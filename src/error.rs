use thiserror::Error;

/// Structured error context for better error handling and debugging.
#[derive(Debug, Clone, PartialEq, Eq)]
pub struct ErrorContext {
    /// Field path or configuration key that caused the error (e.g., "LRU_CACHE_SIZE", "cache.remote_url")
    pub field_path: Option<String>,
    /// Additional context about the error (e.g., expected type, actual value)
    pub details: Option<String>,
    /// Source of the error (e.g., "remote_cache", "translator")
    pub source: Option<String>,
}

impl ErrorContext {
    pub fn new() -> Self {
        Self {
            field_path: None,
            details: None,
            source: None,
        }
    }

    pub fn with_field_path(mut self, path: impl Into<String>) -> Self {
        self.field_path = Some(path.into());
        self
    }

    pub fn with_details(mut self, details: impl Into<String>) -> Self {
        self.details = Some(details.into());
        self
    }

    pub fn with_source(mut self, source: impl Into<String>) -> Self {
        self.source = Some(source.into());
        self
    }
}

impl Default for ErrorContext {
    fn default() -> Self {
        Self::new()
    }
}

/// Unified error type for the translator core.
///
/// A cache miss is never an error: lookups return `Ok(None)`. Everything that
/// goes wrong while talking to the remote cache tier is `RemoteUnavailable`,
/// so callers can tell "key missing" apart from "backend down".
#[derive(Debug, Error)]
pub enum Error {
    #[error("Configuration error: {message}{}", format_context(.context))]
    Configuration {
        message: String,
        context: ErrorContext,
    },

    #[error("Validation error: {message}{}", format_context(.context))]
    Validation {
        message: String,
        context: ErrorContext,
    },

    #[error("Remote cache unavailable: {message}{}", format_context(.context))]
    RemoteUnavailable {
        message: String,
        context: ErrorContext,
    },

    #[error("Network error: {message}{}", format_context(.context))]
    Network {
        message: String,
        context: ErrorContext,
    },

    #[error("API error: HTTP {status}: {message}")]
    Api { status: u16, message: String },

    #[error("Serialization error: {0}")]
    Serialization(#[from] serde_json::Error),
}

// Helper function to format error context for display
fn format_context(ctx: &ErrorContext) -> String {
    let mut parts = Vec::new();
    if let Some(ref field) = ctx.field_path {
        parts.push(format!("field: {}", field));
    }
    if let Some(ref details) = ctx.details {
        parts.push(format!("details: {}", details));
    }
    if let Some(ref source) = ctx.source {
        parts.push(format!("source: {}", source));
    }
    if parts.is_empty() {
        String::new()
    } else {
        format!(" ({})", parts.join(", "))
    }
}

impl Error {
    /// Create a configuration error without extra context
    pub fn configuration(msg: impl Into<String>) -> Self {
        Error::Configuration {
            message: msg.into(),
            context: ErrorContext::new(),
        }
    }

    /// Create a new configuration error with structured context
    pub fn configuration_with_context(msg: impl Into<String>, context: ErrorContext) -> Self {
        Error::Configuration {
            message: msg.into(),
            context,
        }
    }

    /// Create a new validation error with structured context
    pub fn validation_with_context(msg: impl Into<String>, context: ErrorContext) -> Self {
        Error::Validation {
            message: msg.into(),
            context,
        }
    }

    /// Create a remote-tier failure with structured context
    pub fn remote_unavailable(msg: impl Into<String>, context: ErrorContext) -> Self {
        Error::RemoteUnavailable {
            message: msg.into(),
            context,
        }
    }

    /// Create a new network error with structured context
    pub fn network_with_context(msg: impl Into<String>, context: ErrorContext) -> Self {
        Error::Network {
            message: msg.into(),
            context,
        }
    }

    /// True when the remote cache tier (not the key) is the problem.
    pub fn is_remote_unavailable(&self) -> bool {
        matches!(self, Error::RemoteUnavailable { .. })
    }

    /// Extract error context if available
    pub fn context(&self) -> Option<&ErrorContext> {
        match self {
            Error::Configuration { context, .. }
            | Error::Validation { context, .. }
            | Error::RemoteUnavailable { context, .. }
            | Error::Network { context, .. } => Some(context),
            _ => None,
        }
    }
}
^^^^^^^^
Transcribe each entry above exactly as it reads.

* [Exercise output]:
filename src/error.rs
use thiserror::Error;

/// Structured error context for better error handling and debugging.
#[derive(Debug, Clone, PartialEq, Eq)]
pub struct ErrorContext {
    /// Field path or configuration key that caused the error (e.g., "LRU_CACHE_SIZE", "cache.remote_url")
    pub field_path: Option<String>,
    /// Additional context about the error (e.g., expected type, actual value)
    pub details: Option<String>,
    /// Source of the error (e.g., "remote_cache", "translator")
    pub source: Option<String>,
}

impl ErrorContext {
    pub fn new() -> Self {
        Self {
            field_path: None,
            details: None,
            source: None,
        }
    }

    pub fn with_field_path(mut self, path: impl Into<String>) -> Self {
        self.field_path = Some(path.into());
        self
    }

    pub fn with_details(mut self, details: impl Into<String>) -> Self {
        self.details = Some(details.into());
        self
    }

    pub fn with_source(mut self, source: impl Into<String>) -> Self {
        self.source = Some(source.into());
        self
    }
}

impl Default for ErrorContext {
    fn default() -> Self {
        Self::new()
    }
}

/// Unified error type for the translator core.
///
/// A cache miss is never an error: lookups return `Ok(None)`. Everything that
/// goes wrong while talking to the remote cache tier is `RemoteUnavailable`,
/// so callers can tell "key missing" apart from "backend down".
#[derive(Debug, Error)]
pub enum Error {
    #[error("Configuration error: {message}{}", format_context(.context))]
    Configuration {
        message: String,
        context: ErrorContext,
    },

    #[error("Validation error: {message}{}", format_context(.context))]
    Validation {
        message: String,
        context: ErrorContext,
    },

    #[error("Remote cache unavailable: {message}{}", format_context(.context))]
    RemoteUnavailable {
        message: String,
        context: ErrorContext,
    },

    #[error("Network error: {message}{}", format_context(.context))]
    Network {
        message: String,
        context: ErrorContext,
    },

    #[error("API error: HTTP {status}: {message}")]
    Api { status: u16, message: String },

    #[error("Serialization error: {0}")]
    Serialization(#[from] serde_json::Error),
}

// Helper function to format error context for display
fn format_context(ctx: &ErrorContext) -> String {
    let mut parts = Vec::new();
    if let Some(ref field) = ctx.field_path {
        parts.push(format!("field: {}", field));
    }
    if let Some(ref details) = ctx.details {
        parts.push(format!("details: {}", details));
    }
    if let Some(ref source) = ctx.source {
        parts.push(format!("source: {}", source));
    }
    if parts.is_empty() {
        String::new()
    } else {
        format!(" ({})", parts.join(", "))
    }
}

impl Error {
    /// Create a configuration error without extra context
    pub fn configuration(msg: impl Into<String>) -> Self {
        Error::Configuration {
            message: msg.into(),
            context: ErrorContext::new(),
        }
    }

    /// Create a new configuration error with structured context
    pub fn configuration_with_context(msg: impl Into<String>, context: ErrorContext) -> Self {
        Error::Configuration {
            message: msg.into(),
            context,
        }
    }

    /// Create a new validation error with structured context
    pub fn validation_with_context(msg: impl Into<String>, context: ErrorContext) -> Self {
        Error::Validation {
            message: msg.into(),
            context,
        }
    }

    /// Create a remote-tier failure with structured context
    pub fn remote_unavailable(msg: impl Into<String>, context: ErrorContext) -> Self {
        Error::RemoteUnavailable {
            message: msg.into(),
            context,
        }
    }

    /// Create a new network error with structured context
    pub fn network_with_context(msg: impl Into<String>, context: ErrorContext) -> Self {
        Error::Network {
            message: msg.into(),
            context,
        }
    }

    /// True when the remote cache tier (not the key) is the problem.
    pub fn is_remote_unavailable(&self) -> bool {
        matches!(self, Error::RemoteUnavailable { .. })
    }

    /// Extract error context if available
    pub fn context(&self) -> Option<&ErrorContext> {
        match self {
            Error::Configuration { context, .. }
            | Error::Validation { context, .. }
            | Error::RemoteUnavailable { context, .. }
            | Error::Network { context, .. } => Some(context),
            _ => None,
        }
    }
}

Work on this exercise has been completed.